Petro me lanzó una mirada de desconfianza.

—¿No estabas estancado?

—¿Quién, yo?

Hasta entonces mi plan había sido comerme una tortilla y un tazón de fresas silvestres y luego dormitar toda la tarde. En lugar de eso, devoré el refrigerio, me tendí en la cama despierto y planifiqué lo que tenía que hacer.

—Cuando tengas dudas, haz una lista —bufó Petro desde la puerta al tiempo que estiraba el cuello para escudriñar mis notas.

—Deja de husmear; ya tengo a Helena para eso. Si quieres que sea sincero, pareces estar lo bastante bien como para volver a tu propio apartamento.

—Me gusta estar aquí… De todos modos, mi casa está destrozada —gruñó Petro. Entonces me volvió a dar la lata—: ¡Mejor que se te ocurra algo, Falco, porque si no…!

Él estaba preocupado. Eso me venía bien. Cuando yo aclarara el caso se quedaría aliviado y agradecido.

En cuanto me aseguré de que lo había tenido todo en cuenta, me levanté de un salto, metí las notas en una bolsa que llevaba en el cinturón y me calcé mis botas favoritas.

—¿Dónde vas? —se quejó Petro, que ansiaba venir conmigo aunque todavía estaba demasiado pálido.

—¡Salgo!

—No seas infantil, Falco.

Siempre se ponía difícil cuando estaba imposibilitado; me compadecí de él.

—Mira, tribuno, estoy llegando a alguna parte…

—¿Aunque no sepas quién mató a Crísipo y no puedas probar quién colgó a Avieno?

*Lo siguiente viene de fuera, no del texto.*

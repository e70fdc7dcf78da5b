use crate::models::service::ActiveRoute;

#[derive(Debug, Clone, PartialEq)]
pub enum Decision {
    /// Picking leg is emptied out and transit has nothing yet: move the
    /// service to `in_transit`.
    RequestInTransit(ActiveRoute),
    /// The move was already requested; wait for transit info to catch up.
    AwaitInTransit(ActiveRoute),
    Picking(ActiveRoute),
    InTransit(ActiveRoute),
    NoSession,
}

/// First matching rule wins. Failed lookups are passed in as `None`.
pub fn decide<F>(
    picking: Option<ActiveRoute>,
    transit: Option<ActiveRoute>,
    transition_issued: F,
) -> Decision
where
    F: Fn(&str) -> bool,
{
    match (picking, transit) {
        (Some(picking), None) if picking.bookings.is_empty() => {
            if transition_issued(&picking.service.service_id) {
                Decision::AwaitInTransit(picking)
            } else {
                Decision::RequestInTransit(picking)
            }
        }
        (Some(picking), _) if !picking.bookings.is_empty() => Decision::Picking(picking),
        (_, Some(transit)) => Decision::InTransit(transit),
        _ => Decision::NoSession,
    }
}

—Cerdo pedante. Nunca podremos acusar a los Ritusi por lo de Avieno, eso ya lo sabes. Los matones profesionales no dejan pistas y Lucrio es inteligente; sabe que lo único que tiene que hacer es mantener la boca cerrada para salir impune por haberlos contratado. Si es que fue él. Pudo haber sido Lisa.

—Entonces, ¿qué está pasando? —Petronio frunció el ceño.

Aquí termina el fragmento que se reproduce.